[Records from a data source]

○ ○ ○

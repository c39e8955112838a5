//! Books repository for database operations

use std::collections::HashMap;

use sqlx::{Pool, Postgres, Row};

use crate::{
    error::{AppError, AppResult},
    models::{
        book::{Book, BookRow, CreateBook},
        genre::Genre,
    },
};

const BOOK_COLUMNS: &str = "id, title, author_id, summary, isbn, price_id, language";

#[derive(Clone)]
pub struct BooksRepository {
    pool: Pool<Postgres>,
}

impl BooksRepository {
    pub fn new(pool: Pool<Postgres>) -> Self {
        Self { pool }
    }

    // =========================================================================
    // READ
    // =========================================================================

    pub async fn get_by_id(&self, id: i32) -> AppResult<Book> {
        let row = sqlx::query_as::<_, BookRow>(&format!(
            "SELECT {} FROM books WHERE id = $1",
            BOOK_COLUMNS
        ))
        .bind(id)
        .fetch_optional(&self.pool)
        .await?
        .ok_or_else(|| AppError::NotFound(format!("Book with id {} not found", id)))?;

        let mut genres = self.genres_for(&[id]).await?;
        row.into_book(genres.remove(&id).unwrap_or_default())
    }

    pub async fn list(&self) -> AppResult<Vec<Book>> {
        let rows = sqlx::query_as::<_, BookRow>(&format!(
            "SELECT {} FROM books ORDER BY title, id",
            BOOK_COLUMNS
        ))
        .fetch_all(&self.pool)
        .await?;
        self.attach_genres(rows).await
    }

    pub async fn list_by_author(&self, author_id: i32) -> AppResult<Vec<Book>> {
        let rows = sqlx::query_as::<_, BookRow>(&format!(
            "SELECT {} FROM books WHERE author_id = $1 ORDER BY title, id",
            BOOK_COLUMNS
        ))
        .bind(author_id)
        .fetch_all(&self.pool)
        .await?;
        self.attach_genres(rows).await
    }

    pub async fn count(&self) -> AppResult<i64> {
        let count: i64 = sqlx::query_scalar("SELECT COUNT(*) FROM books")
            .fetch_one(&self.pool)
            .await?;
        Ok(count)
    }

    /// Case-insensitive exact title match
    pub async fn count_by_title(&self, title: &str) -> AppResult<i64> {
        let count: i64 =
            sqlx::query_scalar("SELECT COUNT(*) FROM books WHERE LOWER(title) = LOWER($1)")
                .bind(title)
                .fetch_one(&self.pool)
                .await?;
        Ok(count)
    }

    /// Genres of each book id, ordered by name
    async fn genres_for(&self, book_ids: &[i32]) -> AppResult<HashMap<i32, Vec<Genre>>> {
        let rows = sqlx::query(
            r#"
            SELECT bg.book_id, g.id, g.name
            FROM book_genres bg
            JOIN genres g ON g.id = bg.genre_id
            WHERE bg.book_id = ANY($1)
            ORDER BY g.name, g.id
            "#,
        )
        .bind(book_ids)
        .fetch_all(&self.pool)
        .await?;

        let mut by_book: HashMap<i32, Vec<Genre>> = HashMap::new();
        for row in rows {
            by_book.entry(row.get("book_id")).or_default().push(Genre {
                id: row.get("id"),
                name: row.get("name"),
            });
        }
        Ok(by_book)
    }

    async fn attach_genres(&self, rows: Vec<BookRow>) -> AppResult<Vec<Book>> {
        let ids: Vec<i32> = rows.iter().map(|r| r.id).collect();
        let mut genres = self.genres_for(&ids).await?;
        rows.into_iter()
            .map(|row| {
                let book_genres = genres.remove(&row.id).unwrap_or_default();
                row.into_book(book_genres)
            })
            .collect()
    }

    // =========================================================================
    // WRITE
    // =========================================================================

    pub async fn create(&self, book: &CreateBook) -> AppResult<Book> {
        let mut tx = self.pool.begin().await?;

        let row = sqlx::query_as::<_, BookRow>(&format!(
            r#"
            INSERT INTO books (title, author_id, summary, isbn, price_id, language)
            VALUES ($1, $2, $3, $4, $5, $6)
            RETURNING {}
            "#,
            BOOK_COLUMNS
        ))
        .bind(&book.title)
        .bind(book.author_id)
        .bind(&book.summary)
        .bind(&book.isbn)
        .bind(book.price_id)
        .bind(book.language.code())
        .fetch_one(&mut *tx)
        .await?;

        sqlx::query(
            "INSERT INTO book_genres (book_id, genre_id) SELECT $1, UNNEST($2::int[]) ON CONFLICT DO NOTHING",
        )
        .bind(row.id)
        .bind(book.genre_ids.as_slice())
        .execute(&mut *tx)
        .await?;

        tx.commit().await?;

        let id = row.id;
        let mut genres = self.genres_for(&[id]).await?;
        row.into_book(genres.remove(&id).unwrap_or_default())
    }

    /// Replace the genre set of a book
    pub async fn set_genres(&self, id: i32, genre_ids: &[i32]) -> AppResult<Book> {
        let mut tx = self.pool.begin().await?;

        let exists: Option<i32> = sqlx::query_scalar("SELECT id FROM books WHERE id = $1 FOR UPDATE")
            .bind(id)
            .fetch_optional(&mut *tx)
            .await?;
        if exists.is_none() {
            return Err(AppError::NotFound(format!("Book with id {} not found", id)));
        }

        sqlx::query("DELETE FROM book_genres WHERE book_id = $1")
            .bind(id)
            .execute(&mut *tx)
            .await?;

        sqlx::query(
            "INSERT INTO book_genres (book_id, genre_id) SELECT $1, UNNEST($2::int[]) ON CONFLICT DO NOTHING",
        )
        .bind(id)
        .bind(genre_ids)
        .execute(&mut *tx)
        .await?;

        tx.commit().await?;

        self.get_by_id(id).await
    }

    /// Delete a book; its copies stay in the catalog without a book
    pub async fn delete(&self, id: i32) -> AppResult<()> {
        let result = sqlx::query("DELETE FROM books WHERE id = $1")
            .bind(id)
            .execute(&self.pool)
            .await?;

        if result.rows_affected() == 0 {
            return Err(AppError::NotFound(format!("Book with id {} not found", id)));
        }
        Ok(())
    }
}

○ ○ ○

(TASK INSTRUCTIONS):
Nothing should be missing: every line above must be reproduced exactly.

(RESPONSE TO THIS TASK):
repository c39e8955112838a5
//! Books repository for database operations

use std::collections::HashMap;

use sqlx::{Pool, Postgres, Row};

use crate::{
    error::{AppError, AppResult},
    models::{
        book::{Book, BookRow, CreateBook},
        genre::Genre,
    },
};

const BOOK_COLUMNS: &str = "id, title, author_id, summary, isbn, price_id, language";

#[derive(Clone)]
pub struct BooksRepository {
    pool: Pool<Postgres>,
}

impl BooksRepository {
    pub fn new(pool: Pool<Postgres>) -> Self {
        Self { pool }
    }

    // =========================================================================
    // READ
    // =========================================================================

    pub async fn get_by_id(&self, id: i32) -> AppResult<Book> {
        let row = sqlx::query_as::<_, BookRow>(&format!(
            "SELECT {} FROM books WHERE id = $1",
            BOOK_COLUMNS
        ))
        .bind(id)
        .fetch_optional(&self.pool)
        .await?
        .ok_or_else(|| AppError::NotFound(format!("Book with id {} not found", id)))?;

        let mut genres = self.genres_for(&[id]).await?;
        row.into_book(genres.remove(&id).unwrap_or_default())
    }

    pub async fn list(&self) -> AppResult<Vec<Book>> {
        let rows = sqlx::query_as::<_, BookRow>(&format!(
            "SELECT {} FROM books ORDER BY title, id",
            BOOK_COLUMNS
        ))
        .fetch_all(&self.pool)
        .await?;
        self.attach_genres(rows).await
    }

    pub async fn list_by_author(&self, author_id: i32) -> AppResult<Vec<Book>> {
        let rows = sqlx::query_as::<_, BookRow>(&format!(
            "SELECT {} FROM books WHERE author_id = $1 ORDER BY title, id",
            BOOK_COLUMNS
        ))
        .bind(author_id)
        .fetch_all(&self.pool)
        .await?;
        self.attach_genres(rows).await
    }

    pub async fn count(&self) -> AppResult<i64> {
        let count: i64 = sqlx::query_scalar("SELECT COUNT(*) FROM books")
            .fetch_one(&self.pool)
            .await?;
        Ok(count)
    }

    /// Case-insensitive exact title match
    pub async fn count_by_title(&self, title: &str) -> AppResult<i64> {
        let count: i64 =
            sqlx::query_scalar("SELECT COUNT(*) FROM books WHERE LOWER(title) = LOWER($1)")
                .bind(title)
                .fetch_one(&self.pool)
                .await?;
        Ok(count)
    }

    /// Genres of each book id, ordered by name
    async fn genres_for(&self, book_ids: &[i32]) -> AppResult<HashMap<i32, Vec<Genre>>> {
        let rows = sqlx::query(
            r#"
            SELECT bg.book_id, g.id, g.name
            FROM book_genres bg
            JOIN genres g ON g.id = bg.genre_id
            WHERE bg.book_id = ANY($1)
            ORDER BY g.name, g.id
            "#,
        )
        .bind(book_ids)
        .fetch_all(&self.pool)
        .await?;

        let mut by_book: HashMap<i32, Vec<Genre>> = HashMap::new();
        for row in rows {
            by_book.entry(row.get("book_id")).or_default().push(Genre {
                id: row.get("id"),
                name: row.get("name"),
            });
        }
        Ok(by_book)
    }

    async fn attach_genres(&self, rows: Vec<BookRow>) -> AppResult<Vec<Book>> {
        let ids: Vec<i32> = rows.iter().map(|r| r.id).collect();
        let mut genres = self.genres_for(&ids).await?;
        rows.into_iter()
            .map(|row| {
                let book_genres = genres.remove(&row.id).unwrap_or_default();
                row.into_book(book_genres)
            })
            .collect()
    }

    // =========================================================================
    // WRITE
    // =========================================================================

    pub async fn create(&self, book: &CreateBook) -> AppResult<Book> {
        let mut tx = self.pool.begin().await?;

        let row = sqlx::query_as::<_, BookRow>(&format!(
            r#"
            INSERT INTO books (title, author_id, summary, isbn, price_id, language)
            VALUES ($1, $2, $3, $4, $5, $6)
            RETURNING {}
            "#,
            BOOK_COLUMNS
        ))
        .bind(&book.title)
        .bind(book.author_id)
        .bind(&book.summary)
        .bind(&book.isbn)
        .bind(book.price_id)
        .bind(book.language.code())
        .fetch_one(&mut *tx)
        .await?;

        sqlx::query(
            "INSERT INTO book_genres (book_id, genre_id) SELECT $1, UNNEST($2::int[]) ON CONFLICT DO NOTHING",
        )
        .bind(row.id)
        .bind(book.genre_ids.as_slice())
        .execute(&mut *tx)
        .await?;

        tx.commit().await?;

        let id = row.id;
        let mut genres = self.genres_for(&[id]).await?;
        row.into_book(genres.remove(&id).unwrap_or_default())
    }

    /// Replace the genre set of a book
    pub async fn set_genres(&self, id: i32, genre_ids: &[i32]) -> AppResult<Book> {
        let mut tx = self.pool.begin().await?;

        let exists: Option<i32> = sqlx::query_scalar("SELECT id FROM books WHERE id = $1 FOR UPDATE")
            .bind(id)
            .fetch_optional(&mut *tx)
            .await?;
        if exists.is_none() {
            return Err(AppError::NotFound(format!("Book with id {} not found", id)));
        }

        sqlx::query("DELETE FROM book_genres WHERE book_id = $1")
            .bind(id)
            .execute(&mut *tx)
            .await?;

        sqlx::query(
            "INSERT INTO book_genres (book_id, genre_id) SELECT $1, UNNEST($2::int[]) ON CONFLICT DO NOTHING",
        )
        .bind(id)
        .bind(genre_ids)
        .execute(&mut *tx)
        .await?;

        tx.commit().await?;

        self.get_by_id(id).await
    }

    /// Delete a book; its copies stay in the catalog without a book
    pub async fn delete(&self, id: i32) -> AppResult<()> {
        let result = sqlx::query("DELETE FROM books WHERE id = $1")
            .bind(id)
            .execute(&self.pool)
            .await?;

        if result.rows_affected() == 0 {
            return Err(AppError::NotFound(format!("Book with id {} not found", id)));
        }
        Ok(())
    }
}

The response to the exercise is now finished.